> _PROBLEM_:
Your response must be made up of each line in the data below that contains the string "impl".

Saved data entries:
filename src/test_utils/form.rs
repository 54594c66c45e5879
use scraper::{ElementRef, Html, Selector};

#[track_caller]
pub(crate) fn must_get_form(html: &Html) -> ElementRef<'_> {
    html.select(&Selector::parse("form").unwrap())
        .next()
        .expect("No form found")
}

#[track_caller]
pub(crate) fn assert_hx_endpoint(form: &ElementRef<'_>, endpoint: &str, attribute: &str) {
    let hx_post = form
        .value()
        .attr(attribute)
        .unwrap_or_else(|| panic!("{attribute} attribute missing"));

    assert_eq!(
        hx_post, endpoint,
        "want form with attribute {attribute}=\"{endpoint}\", got {hx_post:?}"
    );
}

#[track_caller]
pub(crate) fn assert_form_input(form: &ElementRef<'_>, name: &str, type_: &str) {
    for input in form.select(&Selector::parse("input").unwrap()) {
        let input_name = input.value().attr("name").unwrap_or_default();

        if input_name == name {
            let input_type = input.value().attr("type").unwrap_or_default();
            let input_required = input.value().attr("required");

            assert_eq!(
                input_type, type_,
                "want input with type \"{type_}\", got {input_type:?}"
            );

            assert!(
                input_required.is_some(),
                "want input with name {name} to have the required attribute but got none"
            );

            return;
        }
    }

    panic!("No input found with name \"{name}\" and type \"{type_}\"");
}

#[track_caller]
pub(crate) fn assert_form_input_with_value(
    form: &ElementRef<'_>,
    name: &str,
    type_: &str,
    value: &str,
) {
    for input in form.select(&Selector::parse("input").unwrap()) {
        let input_name = input.value().attr("name").unwrap_or_default();

        if input_name == name {
            let input_type = input.value().attr("type").unwrap_or_default();
            let input_value = input.value().attr("value").unwrap_or_default();
            let input_required = input.value().attr("required");

            assert_eq!(
                input_type, type_,
                "want input with type \"{type_}\", got {input_type:?}"
            );
            assert_eq!(
                input_value, value,
                "want input with value \"{value}\", got {input_value:?}"
            );
            assert!(
                input_required.is_some(),
                "want input with name {name} to have the required attribute but got none"
            );

            return;
        }
    }

    panic!("No input found with name \"{name}\" and type \"{type_}\"");
}

#[track_caller]
pub(crate) fn assert_form_submit_button_with_text(form: &ElementRef<'_>, text: &str) {
    let submit_button = form
        .select(&Selector::parse("button").unwrap())
        .next()
        .expect("No button found");

    assert_eq!(
        submit_button.value().attr("type").unwrap_or_default(),
        "submit",
        "want submit button with type=\"submit\""
    );
    let got_text = submit_button.text().collect::<Vec<_>>().join("");
    let got_text = got_text.trim();
    assert_eq!(text, got_text);
}

#[track_caller]
pub(crate) fn assert_form_error_message(form: &ElementRef<'_>, want_error_message: &str) {
    let p = Selector::parse("p").unwrap();
    let error_message = form
        .select(&p)
        .next()
        .expect("No error message found")
        .text()
        .collect::<Vec<_>>()
        .join("");
    let got_error_message = error_message.trim();

    assert_eq!(want_error_message, got_error_message);
}
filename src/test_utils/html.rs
use axum::{body::Body, response::Response};
use scraper::Html;

pub(crate) async fn parse_html_document(response: Response<Body>) -> Html {
    let body = response.into_body();
    let body = axum::body::to_bytes(body, usize::MAX)
        .await
        .expect("Could not get response body");
    let text = String::from_utf8_lossy(&body).to_string();

    Html::parse_document(&text)
}

pub(crate) async fn parse_html_fragment(response: Response<Body>) -> Html {
    let body = response.into_body();
    let body = axum::body::to_bytes(body, usize::MAX)
        .await
        .expect("Could not get response body");
    let text = String::from_utf8_lossy(&body).to_string();

    Html::parse_fragment(&text)
}

#[track_caller]
pub(crate) fn assert_valid_html(html: &Html) {
    assert!(
        html.errors.is_empty(),
        "Got HTML parsing errors: {:?}",
        html.errors
    );
}
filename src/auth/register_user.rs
//! The registration page for creating a new user account.
use std::sync::{Arc, Mutex};

use axum::{
    Form,
    extract::{FromRef, State},
    http::StatusCode,
    response::{IntoResponse, Redirect, Response},
};
use axum_extra::extract::{PrivateCookieJar, cookie::Key};
use axum_htmx::HxRedirect;
use maud::{Markup, html};
use rusqlite::Connection;
use serde::{Deserialize, Serialize};

use crate::{
    AppState, Error, PasswordHash, Username, ValidatedPassword,
    auth::{
        cookie::get_token_from_cookies,
        user::{create_user, parse_email},
    },
    endpoints,
    html::{
        FORM_LABEL_STYLE, FORM_TEXT_INPUT_STYLE, LINK_STYLE, base, email_input, log_in_register,
        password_input, submit_button, username_input,
    },
};

/// The minimum number of characters the password should have to be considered valid on the client side (server-side validation is done on top of this validation).
const PASSWORD_INPUT_MIN_LENGTH: u8 = 14;

fn confirm_password_input(min_length: u8, error_message: Option<&str>) -> Markup {
    html! {
        div
        {
            label
                for="confirm-password"
                class=(FORM_LABEL_STYLE)
            {
                "Confirm Password"
            }

            input
                type="password"
                name="confirm_password"
                id="confirm-password"
                placeholder="••••••••"
                class=(FORM_TEXT_INPUT_STYLE)
                required
                minlength=(min_length)
                autofocus[error_message.is_some()]
            ;

            @if let Some(error_message) = error_message
            {
                p class="text-red-500 text-base" { (error_message) }
            }
        }

    }
}

/// Inline error messages for the registration form, one per field.
#[derive(Default)]
struct RegistrationErrors<'a> {
    username: Option<&'a str>,
    email: Option<&'a str>,
    password: Option<&'a str>,
    confirm_password: Option<&'a str>,
}

fn registration_form(form: &RegisterForm, errors: RegistrationErrors) -> Markup {
    html! {
        form
            hx-post=(endpoints::USERS)
            hx-indicator="#indicator"
            hx-disabled-elt="#submit-button"
            class="space-y-4 md:space-y-6"
        {
            (username_input(&form.username, errors.username))
            (email_input(&form.email, errors.email))
            (password_input(&form.password, PASSWORD_INPUT_MIN_LENGTH, errors.password))
            (confirm_password_input(PASSWORD_INPUT_MIN_LENGTH, errors.confirm_password))

            (submit_button("Create Account"))

            p class="text-sm font-light text-gray-500 dark:text-gray-400"
            {
                "Already have an account? "

                a href=(endpoints::LOG_IN_VIEW) tabindex="0" class=(LINK_STYLE)
                {
                  "Log in here"
                }
            }
        }
    }
}

/// Display the registration page.
///
/// Visitors who already have a valid session are sent to the home page.
pub async fn get_register_page(jar: PrivateCookieJar) -> Response {
    if get_token_from_cookies(&jar).is_ok() {
        return Redirect::to(endpoints::HOME_VIEW).into_response();
    }

    let registration_form = registration_form(&RegisterForm::default(), Default::default());
    let content = log_in_register("Create Account", &registration_form);
    base("Register", &[], &content).into_response()
}

/// The state needed for creating a new user.
#[derive(Debug, Clone)]
pub struct RegistrationState {
    /// The key to be used for signing and encrypting private cookies.
    pub cookie_key: Key,
    pub db_connection: Arc<Mutex<Connection>>,
}

impl FromRef<AppState> for RegistrationState {
    fn from_ref(state: &AppState) -> Self {
        Self {
            cookie_key: state.cookie_key.clone(),
            db_connection: state.db_connection.clone(),
        }
    }
}

// this impl tells `PrivateCookieJar` how to access the key from our state
impl FromRef<RegistrationState> for Key {
    fn from_ref(state: &RegistrationState) -> Self {
        state.cookie_key.clone()
    }
}

/// The raw data entered by the user in the registration form.
#[derive(Default, Serialize, Deserialize)]
pub struct RegisterForm {
    pub username: String,
    pub email: String,
    pub password: String,
    pub confirm_password: String,
}

/// Re-render the form with the user's input and `errors`.
///
/// The password fields are cleared so that the browser does not keep a
/// rejected password around.
fn render_form(user_data: &RegisterForm, errors: RegistrationErrors) -> Response {
    let form = RegisterForm {
        username: user_data.username.clone(),
        email: user_data.email.clone(),
        password: String::new(),
        confirm_password: String::new(),
    };

    registration_form(&form, errors).into_response()
}

/// Create a new user and send them to the log-in page.
///
/// Validation problems are reported inline by returning the form with the
/// offending field's error message.
pub async fn register_user(
    State(state): State<RegistrationState>,
    Form(user_data): Form<RegisterForm>,
) -> Response {
    let username = match Username::new(&user_data.username) {
        Ok(username) => username,
        Err(error) => {
            return render_form(&user_data, RegistrationErrors {
                username: Some(&error.to_string()),
                ..Default::default()
            });
        }
    };

    let email = match parse_email(&user_data.email) {
        Ok(email) => email,
        Err(error) => {
            return render_form(&user_data, RegistrationErrors {
                email: Some(&error.to_string()),
                ..Default::default()
            });
        }
    };

    let validated_password =
        match ValidatedPassword::new(&user_data.password, &[username.as_ref(), email.as_str()]) {
            Ok(password) => password,
            Err(error) => {
                return render_form(&user_data, RegistrationErrors {
                    password: Some(&error.to_string()),
                    ..Default::default()
                });
            }
        };

    if user_data.password != user_data.confirm_password {
        return render_form(&user_data, RegistrationErrors {
            confirm_password: Some("Passwords do not match"),
            ..Default::default()
        });
    }

    let password_hash = match PasswordHash::new(validated_password, PasswordHash::DEFAULT_COST) {
        Ok(hash) => hash,
        Err(error) => {
            tracing::error!("an error occurred while hashing a password: {error}");

            return (
                StatusCode::INTERNAL_SERVER_ERROR,
                HxRedirect(endpoints::INTERNAL_ERROR_VIEW.to_owned()),
            )
                .into_response();
        }
    };

    let result = match state.db_connection.lock() {
        Ok(connection) => create_user(username, email, password_hash, &connection),
        Err(error) => {
            tracing::error!("could not acquire database lock: {error}");
            Err(Error::DatabaseLockError)
        }
    };

    match result {
        Ok(user) => {
            tracing::info!("Registered new user {}", user.username);

            (
                StatusCode::SEE_OTHER,
                HxRedirect(endpoints::LOG_IN_VIEW.to_owned()),
            )
                .into_response()
        }
        Err(error @ Error::DuplicateUsername) => render_form(&user_data, RegistrationErrors {
            username: Some(&error.to_string()),
            ..Default::default()
        }),
        Err(error @ Error::DuplicateEmail) => render_form(&user_data, RegistrationErrors {
            email: Some(&error.to_string()),
            ..Default::default()
        }),
        Err(error) => {
            tracing::error!("An unhandled error occurred while inserting a new user: {error}");

            (
                StatusCode::INTERNAL_SERVER_ERROR,
                HxRedirect(endpoints::INTERNAL_ERROR_VIEW.to_owned()),
            )
                .into_response()
        }
    }
}
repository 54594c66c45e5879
//! Code for creating the user table and fetching users from the database.

use std::{fmt::Display, str::FromStr};

use email_address::EmailAddress;
use rusqlite::{Connection, Row};
use serde::{Deserialize, Serialize};

use crate::{Error, PasswordHash};

/// A newtype wrapper for integer user IDs.
///
/// This helps disambiguate user IDs from other types of IDs, leading to better compile time
/// errors.
#[derive(Clone, Copy, Debug, PartialEq, Eq, Serialize, Deserialize, Hash)]
pub struct UserID(i64);

impl UserID {
    /// Create a new user ID.
    pub fn new(id: i64) -> Self {
        Self(id)
    }

    /// Cast the user ID to a 64 bit integer.
    pub fn as_i64(&self) -> i64 {
        self.0
    }
}

impl Display for UserID {
    fn fmt(&self, f: &mut std::fmt::Formatter<'_>) -> std::fmt::Result {
        self.0.fmt(f)
    }
}

/// The name a user is known by, between [Username::MIN_LENGTH] and
/// [Username::MAX_LENGTH] characters long.
#[derive(Debug, Clone, PartialEq, Eq, Serialize, Deserialize)]
pub struct Username(String);

impl Username {
    /// The fewest characters a username may have.
    pub const MIN_LENGTH: usize = 2;
    /// The most characters a username may have.
    pub const MAX_LENGTH: usize = 20;

    /// Trim and check the length of `raw_username`.
    ///
    /// # Errors
    ///
    /// Returns [Error::InvalidUsername] if the trimmed name is too short or too long.
    pub fn new(raw_username: &str) -> Result<Self, Error> {
        let username = raw_username.trim();
        let length = username.chars().count();

        if (Self::MIN_LENGTH..=Self::MAX_LENGTH).contains(&length) {
            Ok(Self(username.to_owned()))
        } else {
            Err(Error::InvalidUsername {
                min: Self::MIN_LENGTH,
                max: Self::MAX_LENGTH,
            })
        }
    }

    /// Wrap a username that was read back from the database.
    pub fn new_unchecked(raw_username: &str) -> Self {
        Self(raw_username.to_owned())
    }
}

impl AsRef<str> for Username {
    fn as_ref(&self) -> &str {
        &self.0
    }
}

impl Display for Username {
    fn fmt(&self, f: &mut std::fmt::Formatter<'_>) -> std::fmt::Result {
        f.write_str(&self.0)
    }
}

/// Parse and check an email address typed in by a user.
///
/// # Errors
///
/// Returns [Error::InvalidEmail] if `raw_email` is not a valid address.
pub fn parse_email(raw_email: &str) -> Result<EmailAddress, Error> {
    let raw_email = raw_email.trim();

    EmailAddress::from_str(raw_email).map_err(|_| Error::InvalidEmail(raw_email.to_owned()))
}

/// A user of the application.
#[derive(Debug, Clone, PartialEq)]
pub struct User {
    /// The user's ID in the application database.
    pub id: UserID,
    /// The user's unique display name. Transactions are recorded against it.
    pub username: Username,
    /// The user's unique email address, used to log in.
    pub email: EmailAddress,
    /// The user's password hash.
    pub password_hash: PasswordHash,
}

/// Create the user table.
///
/// # Errors
///
/// This function will return an error if the SQL query failed.
pub fn create_user_table(connection: &Connection) -> Result<(), rusqlite::Error> {
    connection.execute(
        "CREATE TABLE IF NOT EXISTS user (
                id INTEGER PRIMARY KEY,
                username TEXT UNIQUE NOT NULL,
                email TEXT UNIQUE NOT NULL,
                password TEXT NOT NULL
                )",
        (),
    )?;

    Ok(())
}

fn map_user_row(row: &Row) -> Result<User, rusqlite::Error> {
    let raw_id = row.get(0)?;
    let raw_username: String = row.get(1)?;
    let raw_email: String = row.get(2)?;
    let raw_password_hash: String = row.get(3)?;

    Ok(User {
        id: UserID::new(raw_id),
        username: Username::new_unchecked(&raw_username),
        email: EmailAddress::new_unchecked(raw_email),
        password_hash: PasswordHash::new_unchecked(&raw_password_hash),
    })
}

/// Create and insert a new user into the database.
///
/// # Errors
///
/// Returns [Error::DuplicateUsername] or [Error::DuplicateEmail] if another
/// user already has the username or email, or [Error::SqlError] if some other
/// SQL related error occurred.
pub fn create_user(
    username: Username,
    email: EmailAddress,
    password_hash: PasswordHash,
    connection: &Connection,
) -> Result<User, Error> {
    connection.execute(
        "INSERT INTO user (username, email, password) VALUES (?1, ?2, ?3)",
        (username.as_ref(), email.as_str(), password_hash.as_ref()),
    )?;

    let id = UserID::new(connection.last_insert_rowid());

    Ok(User {
        id,
        username,
        email,
        password_hash,
    })
}

/// Get the user from the database with an ID equal to `user_id`.
///
/// # Errors
///
/// This function will return an error if:
/// - `user_id` does not belong to a registered user.
/// - there was an error trying to access the store.
pub fn get_user_by_id(user_id: UserID, connection: &Connection) -> Result<User, Error> {
    connection
        .prepare("SELECT id, username, email, password FROM user WHERE id = :id")?
        .query_row(&[(":id", &user_id.as_i64())], map_user_row)
        .map_err(|error| error.into())
}

/// Get the user that logs in with `email`.
///
/// # Errors
///
/// Returns [Error::NotFound] if no user has that email.
pub fn get_user_by_email(email: &str, connection: &Connection) -> Result<User, Error> {
    connection
        .prepare("SELECT id, username, email, password FROM user WHERE email = :email")?
        .query_row(&[(":email", email)], map_user_row)
        .map_err(|error| error.into())
}

/// Get the user called `username`.
///
/// # Errors
///
/// Returns [Error::NotFound] if no user has that username.
pub fn get_user_by_username(username: &str, connection: &Connection) -> Result<User, Error> {
    connection
        .prepare("SELECT id, username, email, password FROM user WHERE username = :username")?
        .query_row(&[(":username", username)], map_user_row)
        .map_err(|error| error.into())
}

/// Change the username and email of the user with `user_id`.
///
/// The user's transactions are moved to the new username by the foreign key's
/// `ON UPDATE CASCADE` clause.
///
/// # Errors
///
/// Returns [Error::NotFound] if the user does not exist, or
/// [Error::DuplicateUsername]/[Error::DuplicateEmail] if another user already
/// has the new username or email.
pub fn update_user_profile(
    user_id: UserID,
    username: &Username,
    email: &EmailAddress,
    connection: &Connection,
) -> Result<(), Error> {
    let rows_affected = connection.execute(
        "UPDATE user SET username = ?1, email = ?2 WHERE id = ?3",
        (username.as_ref(), email.as_str(), user_id.as_i64()),
    )?;

    match rows_affected {
        0 => Err(Error::NotFound),
        _ => Ok(()),
    }
}

/// Set a new password hash for the user that logs in with `email`.
///
/// Returns the number of rows changed.
///
/// # Errors
///
/// Returns [Error::SqlError] if an SQL related error occurred.
pub fn update_password_by_email(
    email: &str,
    password_hash: &PasswordHash,
    connection: &Connection,
) -> Result<usize, Error> {
    connection
        .execute(
            "UPDATE user SET password = ?1 WHERE email = ?2",
            (password_hash.as_ref(), email),
        )
        .map_err(|error| error.into())
}

/// Get the number of users in the database.
///
/// # Errors
///
/// Returns a [Error::SqlError] if an SQL related error occurred.
#[cfg(test)]
pub fn count_users(connection: &Connection) -> Result<usize, Error> {
    connection
        .query_row("SELECT COUNT(id) FROM user;", [], |row| row.get(0))
        .map_err(|error| error.into())
}

#[cfg(test)]
mod username_tests {
    use crate::{Error, Username};

    #[test]
    fn accepts_name_within_limits() {
        assert_eq!(Username::new("al").unwrap().as_ref(), "al");
        assert!(Username::new("abcdefghijklmnopqrst").is_ok());
    }

    #[test]
    fn trims_whitespace() {
        assert_eq!(Username::new("  alice ").unwrap().as_ref(), "alice");
    }

    #[test]
    fn rejects_too_short() {
        assert_eq!(
            Username::new(" a "),
            Err(Error::InvalidUsername { min: 2, max: 20 })
        );
    }

    #[test]
    fn rejects_too_long() {
        assert!(matches!(
            Username::new("abcdefghijklmnopqrstu"),
            Err(Error::InvalidUsername { .. })
        ));
    }
}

> _SOLVED EXERCISE_:
impl FromRef<AppState> for RegistrationState {
// this impl tells `PrivateCookieJar` how to access the key from our state
impl FromRef<RegistrationState> for Key {
impl UserID {
impl Display for UserID {
impl Username {
impl AsRef<str> for Username {
impl Display for Username {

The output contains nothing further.